Greek manuscript of the New Testament

Lectionary 228, designated by siglum ℓ 228 (in the Gregory-Aland numbering) is a Greek manuscript of the New Testament, on paper. Palaeographically it has been assigned to the 15th century.
Frederick Henry Ambrose Scrivener labelled it by 253^{evl}.
Some leaves of the manuscript were lost.

== Description ==

The codex contains 15 lessons from the Gospels, Acts of the Apostles, and Epistles, and three from the Old Testament lectionary (Evangelistarium, Apostolarium), with some lacunae. The text is written in Greek minuscule letters, on 177 paper leaves – for the New Testament –, in one column per page, 26 lines per page. The initial letters are rubricated. The whole codex has 228 leaves. Two leaves numbered 20, two leaves numbered 21, 29r not numbered, 35r not numbered, 64r has two numbers, 66r has two numbers. It was written by several various hands. The initial letters are beautifully decorated.
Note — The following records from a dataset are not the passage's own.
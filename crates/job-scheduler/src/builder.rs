//! Dependency graph builder.
//!
//! Rebuilds the tick's graph from every non-terminal task:
//!
//! 1. load active tasks, oldest first
//! 2. split running from not-running
//! 3. fail running tasks the execution backend no longer knows (orphans)
//! 4. expand `new` tasks into synthetic `waiting` prerequisites
//! 5. assemble the graph: running tasks first, then waiting tasks with an
//!    edge to every already-added task they are blocked by

use std::sync::Arc;

use chrono::{Duration, Utc};
use job_core::{
    ExecutionBackend, JobStore, NewTask, Notifier, StatusChange, StoreError, TaskNode, TaskStatus,
    TaskUpdate,
};

use crate::blocking::BlockingRules;
use crate::context::SchedulingContext;
use crate::error::SchedulerResult;
use crate::graph::TaskGraph;

/// Counts from one successful rebuild.
#[derive(Debug, Default, Clone, PartialEq, Eq)]
pub struct BuildSummary {
    pub running: usize,
    pub waiting: usize,
    pub orphaned: usize,
    pub expanded: usize,
    pub prerequisites_created: usize,
    pub canceled: usize,
}

pub struct GraphBuilder {
    store: Arc<dyn JobStore>,
    backend: Arc<dyn ExecutionBackend>,
    notifier: Arc<dyn Notifier>,
    rules: BlockingRules,
}

impl GraphBuilder {
    pub fn new(
        store: Arc<dyn JobStore>,
        backend: Arc<dyn ExecutionBackend>,
        notifier: Arc<dyn Notifier>,
    ) -> Self {
        Self {
            store,
            backend,
            notifier,
            rules: BlockingRules::default(),
        }
    }

    pub fn with_rules(mut self, rules: BlockingRules) -> Self {
        self.rules = rules;
        self
    }

    pub fn rules(&self) -> &BlockingRules {
        &self.rules
    }

    /// Rebuild `ctx.graph`.
    ///
    /// Returns `Ok(None)` and clears the graph when the execution backend
    /// cannot be reached: a missing handle is then indistinguishable from a
    /// backend outage, so no task is declared orphaned.
    pub async fn rebuild(&self, ctx: &mut SchedulingContext) -> SchedulerResult<Option<BuildSummary>> {
        let active = self.store.list_active().await?;

        let (running, rest): (Vec<TaskNode>, Vec<TaskNode>) = active
            .into_iter()
            .partition(|t| t.status == TaskStatus::Running);

        let handles = match self.backend.active_handles().await {
            Ok(handles) => handles,
            Err(e) => {
                tracing::warn!(error = %e, "Execution backend unreachable, skipping tick");
                ctx.graph = None;
                return Ok(None);
            }
        };

        let mut summary = BuildSummary::default();

        let mut still_running = Vec::with_capacity(running.len());
        for task in running {
            let known = task
                .execution_handle
                .as_ref()
                .is_some_and(|h| handles.contains(h));
            if known {
                still_running.push(task);
            } else if self.fail_orphan(ctx, &task).await {
                summary.orphaned += 1;
            }
        }

        let mut waiting = Vec::with_capacity(rest.len());
        for task in rest {
            if task.cancel_flag {
                if self.cancel_unstarted(ctx, &task).await {
                    summary.canceled += 1;
                }
                continue;
            }

            if task.status != TaskStatus::New {
                waiting.push(task);
                continue;
            }

            match self.expand(&task, &still_running, &waiting).await {
                Ok((dependent, prerequisites)) => {
                    summary.expanded += 1;
                    summary.prerequisites_created += prerequisites.len();
                    waiting.extend(prerequisites);
                    waiting.push(dependent);
                }
                Err(e) => {
                    tracing::warn!(task_id = task.id, error = %e, "Dependency expansion failed, retrying next tick");
                }
            }
        }

        waiting.sort_by(|a, b| a.created.cmp(&b.created).then(a.id.cmp(&b.id)));

        summary.running = still_running.len();
        summary.waiting = waiting.len();
        ctx.graph = Some(self.assemble(still_running, waiting));

        tracing::debug!(
            running = summary.running,
            waiting = summary.waiting,
            orphaned = summary.orphaned,
            expanded = summary.expanded,
            "Dependency graph rebuilt"
        );

        Ok(Some(summary))
    }

    fn assemble(&self, running: Vec<TaskNode>, waiting: Vec<TaskNode>) -> TaskGraph {
        let mut graph = TaskGraph::new();
        let mut added: Vec<TaskNode> = Vec::with_capacity(running.len() + waiting.len());

        for task in running {
            graph.add_task(task.clone());
            added.push(task);
        }

        for task in waiting {
            graph.add_task(task.clone());
            for other in &added {
                if self.rules.is_blocked_by(&task, other) {
                    graph.add_edge(task.id, other.id);
                }
            }
            added.push(task);
        }

        // A linked prerequisite may have been created after its dependent.
        for task in &added {
            for &prerequisite in &task.prerequisite_ids {
                graph.add_edge(task.id, prerequisite);
            }
        }

        graph
    }

    async fn fail_orphan(&self, ctx: &SchedulingContext, task: &TaskNode) -> bool {
        let explanation = match &task.execution_handle {
            Some(handle) => format!(
                "Task was orphaned: execution handle {} is no longer active",
                handle
            ),
            None => "Task was orphaned: running without an execution handle".to_string(),
        };

        let update = TaskUpdate::finished(TaskStatus::Failed, explanation).expecting(TaskStatus::Running);
        match self.store.update(task.id, update).await {
            Ok(updated) => {
                tracing::warn!(
                    task_id = task.id,
                    handle = ?task.execution_handle,
                    "Orphaned task marked failed"
                );
                self.emit(ctx, &updated).await;
                true
            }
            Err(StoreError::StatusMismatch { found, .. }) => {
                tracing::debug!(task_id = task.id, status = %found, "Task left running before orphan check");
                false
            }
            Err(e) => {
                tracing::warn!(task_id = task.id, error = %e, "Failed to mark orphaned task");
                false
            }
        }
    }

    async fn cancel_unstarted(&self, ctx: &SchedulingContext, task: &TaskNode) -> bool {
        let update = TaskUpdate::finished(TaskStatus::Canceled, "Canceled before start").expecting(task.status);
        match self.store.update(task.id, update).await {
            Ok(updated) => {
                tracing::info!(task_id = task.id, "Canceled task before start");
                self.emit(ctx, &updated).await;
                true
            }
            Err(e) => {
                tracing::warn!(task_id = task.id, error = %e, "Failed to cancel unstarted task");
                false
            }
        }
    }

    /// Create the prerequisites of a `new` task and move it to `waiting`.
    ///
    /// A dependency is skipped when its target synced within the cache
    /// timeout, and linked instead of duplicated when a task of the same kind
    /// on the same target is already active.
    async fn expand(
        &self,
        task: &TaskNode,
        running: &[TaskNode],
        waiting: &[TaskNode],
    ) -> SchedulerResult<(TaskNode, Vec<TaskNode>)> {
        let now = Utc::now();
        let mut linked = Vec::new();
        let mut to_create = Vec::new();

        for dependency in &task.spec.dependencies {
            let target = dependency.target();

            let existing = running
                .iter()
                .chain(waiting.iter())
                .find(|other| other.kind == dependency.kind && other.sync_target() == Some(target));
            if let Some(existing) = existing {
                linked.push(existing.id);
                continue;
            }

            if let Some(state) = self.store.target_state(target).await? {
                if state.is_fresh(now, dependency.cache_timeout_secs) {
                    tracing::debug!(task_id = task.id, ?target, "Target is fresh, no prerequisite needed");
                    continue;
                }
            }

            to_create.push(dependency);
        }

        let total = to_create.len() as i64;
        let mut prerequisites = Vec::with_capacity(to_create.len());
        for (position, dependency) in to_create.into_iter().enumerate() {
            let created = task.created - Duration::seconds(total - position as i64);
            let new_task = NewTask::new(
                dependency.kind,
                format!("{} (dependency of {})", dependency.kind, task.log_name()),
            )
            .with_status(TaskStatus::Waiting)
            .with_impact(dependency.task_impact)
            .with_spec(dependency.prerequisite_spec())
            .created_at(created);

            let prerequisite = self.store.insert(new_task).await?;
            tracing::info!(
                task_id = task.id,
                prerequisite_id = prerequisite.id,
                kind = %prerequisite.kind,
                "Created prerequisite task"
            );
            linked.push(prerequisite.id);
            prerequisites.push(prerequisite);
        }

        let update = TaskUpdate {
            prerequisite_ids: Some(linked),
            ..TaskUpdate::status(TaskStatus::Waiting).expecting(TaskStatus::New)
        };
        let dependent = self.store.update(task.id, update).await?;
        Ok((dependent, prerequisites))
    }

    async fn emit(&self, ctx: &SchedulingContext, task: &TaskNode) {
        if ctx.suppress_notifications {
            return;
        }
        self.notifier
            .notify(StatusChange::for_task(task).with("explanation", task.job_explanation.as_str()))
            .await;
    }
}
Accents and breathings are inaccurate. Errors of itacisms are frequent, especially the interchange of ο and ω. Lessons from the Epistles and Gospels about in equal numbers. From the Septuaginta occur as lessons Isaiah 12:3-6; 35:1-10; 55:1-13; Ps 137:1-6.

Some reading are remarkable.

 Matthew 1:5 – εκ της ραχαβ and εκ της ρουθ
 Matthew 1:16 – ματθαν δε εγεννησε των ιακωβ ιακωβ δε
 Luke 2:3 – εκαστος
 Luke 2:5 – εγκυω ] εγγυω

== History ==

Scrivener dated the manuscript to the 13th century, Gregory dated it to the 15th century. It has been assigned by the Institute for New Testament Textual Research (INTF) to the 15th century.

Of the early history of the codex nothing is known until 1864, when it was in the possession of a dealer at Janina in Epeiros. It was then purchased from him by a representative of Baroness Burdett-Coutts (1814–1906), a philanthropist, along with other Greek manuscripts (among them Lectionary 214-227). They were transported to England in 1870-1871. The manuscript was presented by Burdett-Coutts to Sir Roger Cholmely's School, and was housed at the Highgate (Burdett-Coutts III. 53), in London.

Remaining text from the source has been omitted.